Why Excessive Protein?
As lots of you recognize, I’ve been following a high-protein food plan for the previous few years for muscle achieve, and it’s been a complete recreation changer for me! I really feel stronger and extra glad, which retains me from reaching for sweets or chips between meals or on the finish of the day. I do know lots of you wrestle with hitting your protein targets, so I used to be impressed to create this high-protein meal plan for the week. Should you get pleasure from it, I’ll share 1 or 2 every month. Plus, I’m engaged on a high-protein cookbook, so keep tuned!

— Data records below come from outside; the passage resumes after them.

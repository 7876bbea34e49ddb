//! Error types for workspace operations.
//!
//! Every error is local to the action that raised it; none of them leaves the
//! workspace without an active state to fall back to.

use crate::db::repository::RepositoryError;

/// Result type for workspace operations
pub type WorkspaceResult<T> = Result<T, WorkspaceError>;

/// Error type for workspace operations
#[derive(Debug, thiserror::Error)]
pub enum WorkspaceError {
    /// Inputs are incomplete or malformed. Reported, never retried.
    #[error("Validation error: {0}")]
    Validation(String),

    /// HTTP failure talking to the solver.
    #[error("Transport error: {message}")]
    Transport {
        status: Option<u16>,
        message: String,
    },

    /// The solver answered but the result cannot be adopted.
    #[error("Solve rejected: {0}")]
    SolveRejected(String),

    /// Session persistence is not reachable; session features are hidden.
    #[error("Session persistence is unavailable")]
    PersistenceUnavailable,

    /// `begin_solve` while another solve is outstanding.
    #[error("A solve is already in progress")]
    SolveInProgress,

    /// A solve response arrived after a newer request was issued.
    #[error("Discarded stale solve response (token {token}, latest {latest})")]
    StaleResponse { token: u64, latest: u64 },

    #[error("Configuration error: {0}")]
    Configuration(String),

    #[error(transparent)]
    Repository(#[from] RepositoryError),

    #[error("Serialization error: {0}")]
    Serialization(#[from] serde_json::Error),

    #[error("I/O error: {0}")]
    Io(#[from] std::io::Error),
}

impl WorkspaceError {
    pub fn validation(message: impl Into<String>) -> Self {
        Self::Validation(message.into())
    }

    pub fn transport(status: Option<u16>, message: impl Into<String>) -> Self {
        Self::Transport {
            status,
            message: message.into(),
        }
    }

    /// Whether the failure came from the network rather than from the inputs.
    pub fn is_transport(&self) -> bool {
        match self {
            Self::Transport { .. } => true,
            Self::Repository(e) => e.is_unavailable(),
            _ => false,
        }
    }
}

impl From<reqwest::Error> for WorkspaceError {
    fn from(err: reqwest::Error) -> Self {
        let status = err.status().map(|s| s.as_u16());
        Self::Transport {
            status,
            message: err.to_string(),
        }
    }
}
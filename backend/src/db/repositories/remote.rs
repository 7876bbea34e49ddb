//! HTTP client for the session service.
//!
//! Speaks the JSON API served by `r2s-server` and by the dashboard backend:
//! `/db-status` and `/sessions[/{id}|/latest]`.

use async_trait::async_trait;
use log::debug;
use serde::de::DeserializeOwned;
use serde::Deserialize;
use std::time::Duration;

use crate::api_client::{check_status, ApiEndpoint};
use crate::db::models::{NewSession, Session, SessionId, SessionSummary, SessionUpdate};
use crate::db::repository::{ErrorContext, RepositoryError, RepositoryResult, SessionRepository};

#[derive(Deserialize)]
struct DbStatus {
    available: bool,
}

#[derive(Deserialize)]
struct SessionList {
    sessions: Vec<SessionSummary>,
}

#[derive(Deserialize)]
struct SessionEnvelope {
    session: SessionSummary,
}

#[derive(Deserialize)]
struct LatestEnvelope {
    session: Option<Session>,
}

/// Session repository backed by the remote session service.
#[derive(Debug, Clone)]
pub struct RemoteRepository {
    endpoint: ApiEndpoint,
}

impl RemoteRepository {
    pub fn new(base_url: impl Into<String>, timeout: Duration) -> RepositoryResult<Self> {
        let endpoint = ApiEndpoint::new(base_url, timeout).map_err(|e| {
            RepositoryError::configuration(
                e.to_string(),
                ErrorContext::new("create_remote_repository"),
            )
        })?;
        Ok(Self { endpoint })
    }

    pub fn from_endpoint(endpoint: ApiEndpoint) -> Self {
        Self { endpoint }
    }

    pub fn base_url(&self) -> &str {
        self.endpoint.base_url()
    }

    async fn read_json<T: DeserializeOwned>(
        &self,
        response: reqwest::Response,
        context: ErrorContext,
    ) -> RepositoryResult<T> {
        let response = check_status(response)
            .await
            .map_err(|(status, message)| {
                RepositoryError::from_status(status, message, context.clone())
            })?;
        response
            .json::<T>()
            .await
            .map_err(|e| RepositoryError::bad_response(e.to_string(), context))
    }

    async fn send(
        &self,
        request: reqwest::RequestBuilder,
        context: &ErrorContext,
    ) -> RepositoryResult<reqwest::Response> {
        request
            .send()
            .await
            .map_err(|e| RepositoryError::from_transport(e, context.clone()))
    }
}

fn session_context(operation: &str, id: SessionId) -> ErrorContext {
    ErrorContext::new(operation).for_session(id)
}

#[async_trait]
impl SessionRepository for RemoteRepository {
    async fn health_check(&self) -> RepositoryResult<bool> {
        let context = ErrorContext::new("health_check");
        let request = self.endpoint.client().get(self.endpoint.url("/db-status"));
        let response = self.send(request, &context).await?;
        let status: DbStatus = self.read_json(response, context).await?;
        debug!("Session service reports available={}", status.available);
        Ok(status.available)
    }

    async fn list_sessions(&self) -> RepositoryResult<Vec<SessionSummary>> {
        let context = ErrorContext::new("list_sessions");
        let request = self.endpoint.client().get(self.endpoint.url("/sessions"));
        let response = self.send(request, &context).await?;
        let list: SessionList = self.read_json(response, context).await?;
        Ok(list.sessions)
    }

    async fn create_session(&self, session: NewSession) -> RepositoryResult<SessionSummary> {
        let context = ErrorContext::new("create_session");
        let request = self
            .endpoint
            .client()
            .post(self.endpoint.url("/sessions"))
            .json(&session);
        let response = self.send(request, &context).await?;
        let envelope: SessionEnvelope = self.read_json(response, context).await?;
        Ok(envelope.session)
    }

    async fn get_session(&self, id: SessionId) -> RepositoryResult<Session> {
        let context = session_context("get_session", id);
        let request = self
            .endpoint
            .client()
            .get(self.endpoint.url(&format!("/sessions/{}", id)));
        let response = self.send(request, &context).await?;
        self.read_json(response, context).await
    }

    async fn latest_session(&self) -> RepositoryResult<Option<Session>> {
        let context = ErrorContext::new("latest_session");
        let request = self
            .endpoint
            .client()
            .get(self.endpoint.url("/sessions/latest"));
        let response = self.send(request, &context).await?;
        let envelope: LatestEnvelope = self.read_json(response, context).await?;
        Ok(envelope.session)
    }

    async fn update_session(
        &self,
        id: SessionId,
        update: SessionUpdate,
    ) -> RepositoryResult<SessionSummary> {
        let context = session_context("update_session", id);
        let request = self
            .endpoint
            .client()
            .put(self.endpoint.url(&format!("/sessions/{}", id)))
            .json(&update);
        let response = self.send(request, &context).await?;
        let envelope: SessionEnvelope = self.read_json(response, context).await?;
        Ok(envelope.session)
    }

    async fn delete_session(&self, id: SessionId) -> RepositoryResult<()> {
        let context = session_context("delete_session", id);
        let request = self
            .endpoint
            .client()
            .delete(self.endpoint.url(&format!("/sessions/{}", id)));
        let response = self.send(request, &context).await?;
        let _: serde_json::Value = self.read_json(response, context).await?;
        Ok(())
    }
}
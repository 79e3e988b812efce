use clap::Parser;

use warden_cli::cli::Cli;
use warden_cli::{commands, init_subscriber_with_config, TracingConfig};

#[tokio::main]
async fn main() {
    let cli = Cli::parse();

    init_subscriber_with_config(TracingConfig {
        format: cli.log_format,
        ..TracingConfig::default().with_verbosity(cli.verbose)
    });

    match commands::run(cli).await {
        Ok(response) => {
            if !response.output.is_empty() {
                println!("{}", response.output);
            }
            std::process::exit(response.exit_code);
        }
        Err(e) => {
            tracing::debug!(error = ?e, "Command failed");
            eprintln!("{}", e);
            std::process::exit(e.exit_code());
        }
    }
}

To succeed in my protein targets, I usually divide it throughout three meals. For instance, if my purpose is 120 grams of protein per day, I intention for not less than 30 grams per meal, plus 10 to 30 grams with every snack. Should you’re unsure how a lot protein it’s best to eat in a day, this article could also be useful.
How It Works
Should you’re new to my meal plans, these are meant as a information, with loads of wiggle room so that you can add extra meals, espresso, drinks, fruits, snacks, dessert, and so on. or swap recipes out for meals you favor, you possibly can seek for recipes by course within the index. Relying in your targets, it’s best to intention for not less than 1500 energy* per day. There’s nobody measurement matches all, it will vary by your targets, your age, weight, and so on. At all times discuss to your nutritionist or dietician on your particular wants.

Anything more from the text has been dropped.